*Work order*:
Return every line of the data below, exactly.

—————

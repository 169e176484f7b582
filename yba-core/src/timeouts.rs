//! Per-operation timeouts declared in a `timeouts` block

use std::collections::HashMap;
use std::time::Duration;

use crate::resource::Value;

/// Create/update/delete timeouts for one resource
#[derive(Debug, Clone, Copy, PartialEq, Eq)]
pub struct Timeouts {
    pub create: Duration,
    pub update: Duration,
    pub delete: Duration,
}

impl Timeouts {
    /// Same timeout for every operation
    pub const fn uniform(timeout: Duration) -> Self {
        Self {
            create: timeout,
            update: timeout,
            delete: timeout,
        }
    }

    /// Read overrides from the `timeouts` attribute, falling back to `self`
    pub fn with_overrides(self, attributes: &HashMap<String, Value>) -> Result<Self, String> {
        let Some(block) = attributes.get("timeouts").and_then(Value::as_map) else {
            return Ok(self);
        };

        let pick = |key: &str, fallback: Duration| -> Result<Duration, String> {
            match block.get(key) {
                Some(Value::String(s)) => {
                    let timeout = parse_duration(s)?;
                    if timeout.is_zero() {
                        return Err(format!("timeouts.{}: must be greater than zero", key));
                    }
                    Ok(timeout)
                }
                Some(other) => Err(format!(
                    "timeouts.{}: expected duration string, got {:?}",
                    key, other
                )),
                None => Ok(fallback),
            }
        };

        Ok(Self {
            create: pick("create", self.create)?,
            update: pick("update", self.update)?,
            delete: pick("delete", self.delete)?,
        })
    }
}

/// Parse a duration such as "45s", "10m", "1h" or "1h30m"
pub fn parse_duration(input: &str) -> Result<Duration, String> {
    let s = input.trim();
    if s.is_empty() {
        return Err("Empty duration".to_string());
    }

    let mut total = 0u64;
    let mut digits = String::new();
    for c in s.chars() {
        if c.is_ascii_digit() {
            digits.push(c);
            continue;
        }
        let unit = match c {
            's' => 1,
            'm' => 60,
            'h' => 3600,
            _ => return Err(format!("Invalid duration '{}': unknown unit '{}'", input, c)),
        };
        let n: u64 = digits.parse().map_err(|_| {
            format!("Invalid duration '{}': missing number before '{}'", input, c)
        })?;
        total = n
            .checked_mul(unit)
            .and_then(|secs| total.checked_add(secs))
            .ok_or_else(|| format!("Invalid duration '{}': too large", input))?;
        digits.clear();
    }

    if !digits.is_empty() {
        return Err(format!("Invalid duration '{}': missing unit", input));
    }

    Ok(Duration::from_secs(total))
}

/// Render a duration in the largest whole unit, e.g. `24h`, `90m`, `45s`
pub fn format_duration(duration: Duration) -> String {
    let secs = duration.as_secs();
    if secs > 0 && secs % 3600 == 0 {
        format!("{}h", secs / 3600)
    } else if secs > 0 && secs % 60 == 0 {
        format!("{}m", secs / 60)
    } else {
        format!("{}s", secs)
    }
}
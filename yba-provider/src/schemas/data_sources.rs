//! Data source schema definitions

use yba_core::schema::{AttributeSchema, AttributeType, ResourceSchema, types};

use super::{PROVIDER_KEY, RELEASE_VERSION, STORAGE_CONFIGS, common};

/// Access key code of a provider
pub fn provider_key_schema() -> ResourceSchema {
    ResourceSchema::data_source(PROVIDER_KEY)
        .attribute(AttributeSchema::new("provider_id", AttributeType::String).required())
        .attribute(common::id())
}

/// Newest release, optionally restricted to a version prefix
pub fn release_version_schema() -> ResourceSchema {
    ResourceSchema::data_source(RELEASE_VERSION)
        .attribute(
            AttributeSchema::new("selector", AttributeType::String)
                .with_description("Version prefix such as \"2.20\""),
        )
        .attribute(AttributeSchema::new("version_string", AttributeType::String).computed())
        .attribute(AttributeSchema::new("versions", types::string_list()).computed())
        .attribute(common::id())
}

/// UUIDs of the customer's backup storage configurations
pub fn storage_configs_schema() -> ResourceSchema {
    ResourceSchema::data_source(STORAGE_CONFIGS)
        .attribute(AttributeSchema::new("config_name", AttributeType::String))
        .attribute(AttributeSchema::new("uuid_list", types::string_list()).computed())
        .attribute(common::id())
}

—————

*Answer below*:
repository 169e176484f7b582
filename yba-core/src/timeouts.rs
//! Per-operation timeouts declared in a `timeouts` block

use std::collections::HashMap;
use std::time::Duration;

use crate::resource::Value;

/// Create/update/delete timeouts for one resource
#[derive(Debug, Clone, Copy, PartialEq, Eq)]
pub struct Timeouts {
    pub create: Duration,
    pub update: Duration,
    pub delete: Duration,
}

impl Timeouts {
    /// Same timeout for every operation
    pub const fn uniform(timeout: Duration) -> Self {
        Self {
            create: timeout,
            update: timeout,
            delete: timeout,
        }
    }

    /// Read overrides from the `timeouts` attribute, falling back to `self`
    pub fn with_overrides(self, attributes: &HashMap<String, Value>) -> Result<Self, String> {
        let Some(block) = attributes.get("timeouts").and_then(Value::as_map) else {
            return Ok(self);
        };

        let pick = |key: &str, fallback: Duration| -> Result<Duration, String> {
            match block.get(key) {
                Some(Value::String(s)) => {
                    let timeout = parse_duration(s)?;
                    if timeout.is_zero() {
                        return Err(format!("timeouts.{}: must be greater than zero", key));
                    }
                    Ok(timeout)
                }
                Some(other) => Err(format!(
                    "timeouts.{}: expected duration string, got {:?}",
                    key, other
                )),
                None => Ok(fallback),
            }
        };

        Ok(Self {
            create: pick("create", self.create)?,
            update: pick("update", self.update)?,
            delete: pick("delete", self.delete)?,
        })
    }
}

/// Parse a duration such as "45s", "10m", "1h" or "1h30m"
pub fn parse_duration(input: &str) -> Result<Duration, String> {
    let s = input.trim();
    if s.is_empty() {
        return Err("Empty duration".to_string());
    }

    let mut total = 0u64;
    let mut digits = String::new();
    for c in s.chars() {
        if c.is_ascii_digit() {
            digits.push(c);
            continue;
        }
        let unit = match c {
            's' => 1,
            'm' => 60,
            'h' => 3600,
            _ => return Err(format!("Invalid duration '{}': unknown unit '{}'", input, c)),
        };
        let n: u64 = digits.parse().map_err(|_| {
            format!("Invalid duration '{}': missing number before '{}'", input, c)
        })?;
        total = n
            .checked_mul(unit)
            .and_then(|secs| total.checked_add(secs))
            .ok_or_else(|| format!("Invalid duration '{}': too large", input))?;
        digits.clear();
    }

    if !digits.is_empty() {
        return Err(format!("Invalid duration '{}': missing unit", input));
    }

    Ok(Duration::from_secs(total))
}

/// Render a duration in the largest whole unit, e.g. `24h`, `90m`, `45s`
pub fn format_duration(duration: Duration) -> String {
    let secs = duration.as_secs();
    if secs > 0 && secs % 3600 == 0 {
        format!("{}h", secs / 3600)
    } else if secs > 0 && secs % 60 == 0 {
        format!("{}m", secs / 60)
    } else {
        format!("{}s", secs)
    }
}
filename yba-provider/src/schemas/data_sources.rs
//! Data source schema definitions

use yba_core::schema::{AttributeSchema, AttributeType, ResourceSchema, types};

use super::{PROVIDER_KEY, RELEASE_VERSION, STORAGE_CONFIGS, common};

/// Access key code of a provider
pub fn provider_key_schema() -> ResourceSchema {
    ResourceSchema::data_source(PROVIDER_KEY)
        .attribute(AttributeSchema::new("provider_id", AttributeType::String).required())
        .attribute(common::id())
}

/// Newest release, optionally restricted to a version prefix
pub fn release_version_schema() -> ResourceSchema {
    ResourceSchema::data_source(RELEASE_VERSION)
        .attribute(
            AttributeSchema::new("selector", AttributeType::String)
                .with_description("Version prefix such as \"2.20\""),
        )
        .attribute(AttributeSchema::new("version_string", AttributeType::String).computed())
        .attribute(AttributeSchema::new("versions", types::string_list()).computed())
        .attribute(common::id())
}

/// UUIDs of the customer's backup storage configurations
pub fn storage_configs_schema() -> ResourceSchema {
    ResourceSchema::data_source(STORAGE_CONFIGS)
        .attribute(AttributeSchema::new("config_name", AttributeType::String))
        .attribute(AttributeSchema::new("uuid_list", types::string_list()).computed())
        .attribute(common::id())
}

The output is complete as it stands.